Problem statement:
Copy out all lines from the material that contain the string "copied".

Dataset excerpts:
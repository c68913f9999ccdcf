//! The simulation engine: particles, springs and the sub-stepped frame loop.

use alloc::collections::BTreeMap;
use alloc::vec::Vec;
use core::fmt;

use crate::bounds::Bounds;
use crate::collision::{pair_mut, resolve_pair};
use crate::config::EngineConfig;
use crate::error::{PhysicsError, Result};
use crate::observer::{NoOpStepObserver, StepObserver};
use crate::particle::{check_time_step, Particle};
use crate::spring::Spring;
use crate::vec::Vec2;

/// Stable handle to a particle owned by an [`Engine`]. Never reused.
#[derive(Copy, Clone, Debug, PartialEq, Eq, PartialOrd, Ord, Hash)]
pub struct ParticleId(u64);

/// Stable handle to a spring registered with an [`Engine`]. Never reused.
#[derive(Copy, Clone, Debug, PartialEq, Eq, PartialOrd, Ord, Hash)]
pub struct SpringId(u64);

impl fmt::Display for ParticleId {
    fn fmt(&self, f: &mut fmt::Formatter<'_>) -> fmt::Result {
        write!(f, "#{}", self.0)
    }
}

impl fmt::Display for SpringId {
    fn fmt(&self, f: &mut fmt::Formatter<'_>) -> fmt::Result {
        write!(f, "#{}", self.0)
    }
}

/// Owns every particle and spring and advances them frame by frame.
///
/// Particles keep insertion order, which fixes the order collision pairs
/// are visited in and so makes runs reproducible.
pub struct Engine {
    particles: Vec<Particle>,
    particle_ids: Vec<ParticleId>,
    index: BTreeMap<ParticleId, usize>,
    springs: Vec<Spring>,
    spring_ids: Vec<SpringId>,
    config: EngineConfig,
    next_particle: u64,
    next_spring: u64,
}

impl Engine {
    pub fn new(config: EngineConfig) -> Self {
        Engine {
            particles: Vec::new(),
            particle_ids: Vec::new(),
            index: BTreeMap::new(),
            springs: Vec::new(),
            spring_ids: Vec::new(),
            config,
            next_particle: 0,
            next_spring: 0,
        }
    }

    pub fn add_particle(&mut self, particle: Particle) -> ParticleId {
        let id = ParticleId(self.next_particle);
        self.next_particle += 1;
        self.index.insert(id, self.particles.len());
        self.particles.push(particle);
        self.particle_ids.push(id);
        id
    }

    /// Remove a particle, keeping the order of the rest.
    ///
    /// Springs that still name it are left in place; the next
    /// [`update`](Engine::update) rejects them with
    /// [`PhysicsError::DanglingParticle`]. Use
    /// [`remove_particle_with_springs`](Engine::remove_particle_with_springs)
    /// to drop them together.
    pub fn remove_particle(&mut self, id: ParticleId) -> Result<Particle> {
        let slot = self.slot(id)?;
        self.particle_ids.remove(slot);
        let particle = self.particles.remove(slot);
        self.index.remove(&id);
        for (i, pid) in self.particle_ids.iter().enumerate().skip(slot) {
            self.index.insert(*pid, i);
        }
        Ok(particle)
    }

    pub fn remove_particle_with_springs(&mut self, id: ParticleId) -> Result<Particle> {
        let particle = self.remove_particle(id)?;
        let mut i = 0;
        while i < self.springs.len() {
            if self.springs[i].a == id || self.springs[i].b == id {
                self.springs.remove(i);
                self.spring_ids.remove(i);
            } else {
                i += 1;
            }
        }
        Ok(particle)
    }

    pub fn particle(&self, id: ParticleId) -> Result<&Particle> {
        let slot = self.slot(id)?;
        Ok(&self.particles[slot])
    }

    /// Mutable access between frames, e.g. for dragging a particle around.
    pub fn particle_mut(&mut self, id: ParticleId) -> Result<&mut Particle> {
        let slot = self.slot(id)?;
        Ok(&mut self.particles[slot])
    }

    pub fn contains_particle(&self, id: ParticleId) -> bool {
        self.index.contains_key(&id)
    }

    /// Particles in insertion order.
    pub fn particles(&self) -> impl Iterator<Item = (ParticleId, &Particle)> + '_ {
        self.particle_ids.iter().copied().zip(self.particles.iter())
    }

    pub fn particle_count(&self) -> usize {
        self.particles.len()
    }

    /// Register a spring. Both ends must currently exist.
    pub fn add_spring(&mut self, spring: Spring) -> Result<SpringId> {
        self.slot(spring.a)?;
        self.slot(spring.b)?;
        let id = SpringId(self.next_spring);
        self.next_spring += 1;
        self.springs.push(spring);
        self.spring_ids.push(id);
        Ok(id)
    }

    /// Connect two particles with a spring whose rest length is their
    /// current separation.
    pub fn connect(&mut self, a: ParticleId, b: ParticleId, stiffness: f64) -> Result<SpringId> {
        let rest_length = self.particle(a)?.pos.distance(self.particle(b)?.pos);
        self.connect_with_length(a, b, rest_length, stiffness)
    }

    pub fn connect_with_length(
        &mut self,
        a: ParticleId,
        b: ParticleId,
        rest_length: f64,
        stiffness: f64,
    ) -> Result<SpringId> {
        self.add_spring(Spring::new(a, b, rest_length, stiffness)?)
    }

    pub fn remove_spring(&mut self, id: SpringId) -> Result<Spring> {
        let slot = self.spring_slot(id)?;
        self.spring_ids.remove(slot);
        Ok(self.springs.remove(slot))
    }

    pub fn spring(&self, id: SpringId) -> Result<&Spring> {
        let slot = self.spring_slot(id)?;
        Ok(&self.springs[slot])
    }

    /// Mutable access for live retuning of stiffness or rest length.
    pub fn spring_mut(&mut self, id: SpringId) -> Result<&mut Spring> {
        let slot = self.spring_slot(id)?;
        Ok(&mut self.springs[slot])
    }

    pub fn springs(&self) -> impl Iterator<Item = (SpringId, &Spring)> + '_ {
        self.spring_ids.iter().copied().zip(self.springs.iter())
    }

    pub fn spring_count(&self) -> usize {
        self.springs.len()
    }

    pub fn config(&self) -> &EngineConfig {
        &self.config
    }

    pub fn gravity(&self) -> Vec2 {
        self.config.gravity
    }

    pub fn set_gravity(&mut self, gravity: Vec2) {
        self.config.gravity = gravity;
    }

    pub fn bounds(&self) -> Bounds {
        self.config.bounds
    }

    /// Resize the world, e.g. when the canvas is resized.
    pub fn set_bounds(&mut self, bounds: Bounds) {
        self.config.bounds = bounds;
    }

    pub fn set_max_substep_span(&mut self, span: f64) -> Result<()> {
        self.config = self.config.clone().with_max_substep_span(span)?;
        Ok(())
    }

    pub fn set_friction(&mut self, friction: f64) -> Result<()> {
        self.config = self.config.clone().with_friction(friction)?;
        Ok(())
    }

    /// Advance the simulation by `frame_dt`, returning the number of
    /// sub-steps taken.
    pub fn update(&mut self, frame_dt: f64) -> Result<usize> {
        self.update_observed(frame_dt, &mut NoOpStepObserver)
    }

    /// [`update`](Engine::update) with callbacks for every stage.
    ///
    /// Everything that can fail is checked before the first sub-step, so an
    /// error leaves the engine exactly as it was.
    pub fn update_observed<O: StepObserver>(
        &mut self,
        frame_dt: f64,
        observer: &mut O,
    ) -> Result<usize> {
        let (substeps, substep_dt) = match self.validate(frame_dt) {
            Ok(plan) => plan,
            Err(err) => {
                tracing::debug!(frame_dt, %err, "rejected engine update");
                return Err(err);
            }
        };
        tracing::trace!(
            frame_dt,
            substeps,
            substep_dt,
            particles = self.particles.len(),
            springs = self.springs.len(),
            "advancing frame"
        );

        for step in 0..substeps {
            observer.on_substep(step, substep_dt);
            self.apply_forces();
            self.resolve_collisions(observer);
            self.apply_bounds();
            self.integrate(substep_dt)?;
            self.relax_springs()?;
            observer.on_integrate();
        }

        observer.on_step_complete(substeps);
        Ok(substeps)
    }

    /// Checks the frame, the config and every particle, and plans the
    /// sub-steps.
    fn validate(&self, frame_dt: f64) -> Result<(usize, f64)> {
        check_time_step(frame_dt)?;
        self.config.validate()?;
        let plan = self.config.substeps(frame_dt)?;
        for p in &self.particles {
            p.check_state()?;
        }
        for (spring, id) in self.springs.iter().zip(&self.spring_ids) {
            for end in [spring.a, spring.b] {
                if !self.index.contains_key(&end) {
                    return Err(PhysicsError::DanglingParticle { spring: *id, particle: end });
                }
            }
        }
        Ok(plan)
    }

    fn apply_forces(&mut self) {
        let gravity = self.config.gravity;
        for p in self.particles.iter_mut() {
            p.apply_acceleration(gravity);
        }
    }

    fn resolve_collisions<O: StepObserver>(&mut self, observer: &mut O) {
        let response = self.config.collision_response;
        let n = self.particles.len();
        for i1 in 0..n {
            if !self.particles[i1].collides() {
                continue;
            }
            for i2 in (i1 + 1)..n {
                let (p1, p2) = pair_mut(&mut self.particles, i1, i2);
                if let Some(overlap) = resolve_pair(p1, p2, response) {
                    observer.on_collision(self.particle_ids[i1], self.particle_ids[i2], overlap);
                }
            }
        }
    }

    fn apply_bounds(&mut self) {
        let bounds = self.config.bounds;
        for p in self.particles.iter_mut() {
            bounds.confine(p);
        }
    }

    fn integrate(&mut self, dt: f64) -> Result<()> {
        let friction = self.config.friction;
        for p in self.particles.iter_mut() {
            p.integrate_damped(dt, friction)?;
        }
        Ok(())
    }

    fn relax_springs(&mut self) -> Result<()> {
        for (spring, id) in self.springs.iter().zip(&self.spring_ids) {
            let dangling = |particle| PhysicsError::DanglingParticle { spring: *id, particle };
            let ia = *self.index.get(&spring.a).ok_or_else(|| dangling(spring.a))?;
            let ib = *self.index.get(&spring.b).ok_or_else(|| dangling(spring.b))?;
            if ia < ib {
                let (a, b) = pair_mut(&mut self.particles, ia, ib);
                spring.relax(a, b);
            } else {
                let (b, a) = pair_mut(&mut self.particles, ib, ia);
                spring.relax(a, b);
            }
        }
        Ok(())
    }

    fn slot(&self, id: ParticleId) -> Result<usize> {
        self.index.get(&id).copied().ok_or(PhysicsError::UnknownParticle(id))
    }

    fn spring_slot(&self, id: SpringId) -> Result<usize> {
        self.spring_ids
            .iter()
            .position(|s| *s == id)
            .ok_or(PhysicsError::UnknownSpring(id))
    }
}

impl Default for Engine {
    fn default() -> Self {
        Self::new(EngineConfig::default())
    }
}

Written solution:
        self.particle_ids.iter().copied().zip(self.particles.iter())
        self.spring_ids.iter().copied().zip(self.springs.iter())
        self.index.get(&id).copied().ok_or(PhysicsError::UnknownParticle(id))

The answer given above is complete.